Work request: Copy, exactly and without additions, every line in the records below from the one holding "TABLE IF NOT" through the one holding "TABLE items ADD", both ends included.

Items from a dataset:
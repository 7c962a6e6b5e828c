//! Item Repository - Core Operations
//!
//! In-memory owner of the canonical item set. Container views are derived
//! on demand and never cached, so they cannot drift from the items.
//! Positioning operations (batch apply/revert) live in `item_positioning`.

use std::collections::{BTreeMap, HashMap};
use std::sync::Arc;

use crate::domain::{Item, ItemId, ItemPatch, Placement};
use super::projection::{LegacyProjections, ProjectionSink};

/// Canonical item set plus placement ownership stamps
#[derive(Default)]
pub struct ItemRepository {
    pub(super) items: Vec<Item>,
    /// Stamp of the last write to each item's placement
    pub(super) owners: HashMap<ItemId, u64>,
    pub(super) last_stamp: u64,
    projections: LegacyProjections,
    sinks: Vec<Arc<dyn ProjectionSink>>,
}

impl ItemRepository {
    pub fn new() -> Self {
        Self::default()
    }

    /// Build a repository already holding `items`
    pub fn with_items(items: Vec<Item>) -> Self {
        let mut repo = Self::new();
        repo.replace_all(items);
        repo
    }

    // ========================
    // Queries
    // ========================

    /// Items in `container`, ascending by position (snapshot)
    pub fn get_items_by_container(&self, container: Option<&ItemId>) -> Vec<Item> {
        let mut items: Vec<Item> = self
            .items
            .iter()
            .filter(|item| item.container.as_ref() == container)
            .cloned()
            .collect();
        items.sort_by(|a, b| a.position.cmp(&b.position).then_with(|| a.id.cmp(&b.id)));
        items
    }

    pub fn get(&self, id: &ItemId) -> Option<&Item> {
        self.items.iter().find(|item| &item.id == id)
    }

    pub fn contains(&self, id: &ItemId) -> bool {
        self.get(id).is_some()
    }

    /// Full flat snapshot
    pub fn items(&self) -> &[Item] {
        &self.items
    }

    pub fn len(&self) -> usize {
        self.items.len()
    }

    pub fn is_empty(&self) -> bool {
        self.items.is_empty()
    }

    /// id -> placement mapping of every item
    pub fn placements(&self) -> BTreeMap<ItemId, Placement> {
        self.items
            .iter()
            .map(|item| (item.id.clone(), item.placement()))
            .collect()
    }

    /// Current legacy projections
    pub fn projections(&self) -> &LegacyProjections {
        &self.projections
    }

    // ========================
    // Mutations
    // ========================

    /// Append an item. Positions are not validated; callers submit
    /// coherent ones (usually `next_position(container)`).
    pub fn add_item(&mut self, item: Item) {
        let stamp = self.bump_stamp();
        if let Some(existing) = self.items.iter_mut().find(|i| i.id == item.id) {
            log::warn!("add_item: replacing existing item {}", item.id);
            *existing = item.clone();
        } else {
            self.items.push(item.clone());
        }
        self.owners.insert(item.id, stamp);
        self.changed();
    }

    /// Merge `patch` into the item; no-op when the id is absent
    pub fn update_item(&mut self, id: &ItemId, patch: ItemPatch) {
        let stamp = if patch.touches_placement() {
            Some(self.bump_stamp())
        } else {
            None
        };

        let Some(item) = self.items.iter_mut().find(|item| &item.id == id) else {
            log::debug!("update_item: {} not present, ignoring", id);
            return;
        };

        patch.apply_to(item);

        if let Some(stamp) = stamp {
            self.owners.insert(id.clone(), stamp);
        }
        self.changed();
    }

    /// Remove the item. Sibling positions are left as they are.
    pub fn delete_item(&mut self, id: &ItemId) -> Option<Item> {
        let index = self.items.iter().position(|item| &item.id == id)?;
        let removed = self.items.remove(index);
        self.owners.remove(id);
        self.changed();
        Some(removed)
    }

    /// Atomic bulk replace after a cold load
    pub fn replace_all(&mut self, items: Vec<Item>) {
        let stamp = self.bump_stamp();
        self.owners = items.iter().map(|item| (item.id.clone(), stamp)).collect();
        self.items = items;
        self.changed();
    }

    /// Register a sink; it immediately receives the current projections
    pub fn subscribe(&mut self, sink: Arc<dyn ProjectionSink>) {
        sink.publish(&self.projections);
        self.sinks.push(sink);
    }

    pub(super) fn bump_stamp(&mut self) -> u64 {
        self.last_stamp += 1;
        self.last_stamp
    }

    /// Post-mutation hook: re-derive and republish projections
    pub(super) fn changed(&mut self) {
        self.projections = LegacyProjections::derive(&self.items);
        for sink in &self.sinks {
            sink.publish(&self.projections);
        }
    }
}

impl std::fmt::Debug for ItemRepository {
    fn fmt(&self, f: &mut std::fmt::Formatter<'_>) -> std::fmt::Result {
        f.debug_struct("ItemRepository")
            .field("items", &self.items.len())
            .field("last_stamp", &self.last_stamp)
            .field("sinks", &self.sinks.len())
            .finish()
    }
}
//! Database Connection and Setup
//!
//! Manages the SQLite connection and schema migrations.

use rusqlite::Connection;
use std::path::Path;
use std::sync::Arc;
use tokio::sync::Mutex;

use crate::domain::{DomainError, DomainResult};
use super::migration::migrate_to_unified_positions;

/// Database state wrapper
#[derive(Clone, Default)]
pub struct DbState {
    pub conn: Arc<Mutex<Option<Connection>>>,
}

impl DbState {
    pub fn new() -> Self {
        Self::default()
    }

    fn with_connection(conn: Connection) -> Self {
        Self {
            conn: Arc::new(Mutex::new(Some(conn))),
        }
    }
}

/// Initialize database at path
pub async fn init_db(db_path: &Path) -> DomainResult<DbState> {
    if let Some(parent) = db_path.parent() {
        if !parent.as_os_str().is_empty() {
            std::fs::create_dir_all(parent)
                .map_err(|e| DomainError::Storage(format!("Failed to create db dir: {}", e)))?;
        }
    }

    let conn = Connection::open(db_path)
        .map_err(|e| DomainError::Storage(format!("Failed to open db: {}", e)))?;
    prepare(conn)
}

/// Initialize a throwaway in-memory database
pub fn init_memory_db() -> DomainResult<DbState> {
    let conn = Connection::open_in_memory()
        .map_err(|e| DomainError::Storage(format!("Failed to open db: {}", e)))?;
    prepare(conn)
}

fn prepare(mut conn: Connection) -> DomainResult<DbState> {
    conn.execute_batch("PRAGMA foreign_keys = ON;")
        .map_err(|e| DomainError::Storage(e.to_string()))?;

    run_migrations(&conn)?;
    if migrate_to_unified_positions(&mut conn)? {
        log::info!("Unified positions migration applied");
    }

    Ok(DbState::with_connection(conn))
}

/// Check if a column exists in a table
fn column_exists(conn: &Connection, table: &str, column: &str) -> bool {
    let query = format!("PRAGMA table_info({})", table);
    let Ok(mut stmt) = conn.prepare(&query) else {
        return false;
    };
    let Ok(names) = stmt.query_map([], |row| row.get::<_, String>(1)) else {
        return false;
    };
    let found = names.flatten().any(|name| name == column);
    found
}

/// Run database migrations
fn run_migrations(conn: &Connection) -> DomainResult<()> {
    // Items table - create if not exists
    conn.execute(
        "CREATE TABLE IF NOT EXISTS items (
            id TEXT PRIMARY KEY,
            kind TEXT NOT NULL,
            name TEXT NOT NULL,
            container_id TEXT,
            position INTEGER NOT NULL DEFAULT 0,
            payload TEXT NOT NULL,
            created_at INTEGER NOT NULL,
            updated_at INTEGER NOT NULL
        )",
        [],
    )
    .map_err(|e| DomainError::Storage(e.to_string()))?;

    // Icons arrived after the first schema
    if !column_exists(conn, "items", "icon") {
        conn.execute("ALTER TABLE items ADD COLUMN icon TEXT", [])
            .map_err(|e| DomainError::Storage(format!("Failed to add icon: {}", e)))?;
    }

    // Create index for container-scoped ordered reads
    conn.execute(
        "CREATE INDEX IF NOT EXISTS idx_items_container ON items(container_id, position)",
        [],
    )
    .map_err(|e| DomainError::Storage(e.to_string()))?;

    Ok(())
}
//! Commands
//!
//! The dashboard service the application shell talks to.

mod dashboard;


pub use dashboard::{Dashboard, LoadStatus};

Expected answer:
        "CREATE TABLE IF NOT EXISTS items (
            id TEXT PRIMARY KEY,
            kind TEXT NOT NULL,
            name TEXT NOT NULL,
            container_id TEXT,
            position INTEGER NOT NULL DEFAULT 0,
            payload TEXT NOT NULL,
            created_at INTEGER NOT NULL,
            updated_at INTEGER NOT NULL
        )",
        [],
    )
    .map_err(|e| DomainError::Storage(e.to_string()))?;

    // Icons arrived after the first schema
    if !column_exists(conn, "items", "icon") {
        conn.execute("ALTER TABLE items ADD COLUMN icon TEXT", [])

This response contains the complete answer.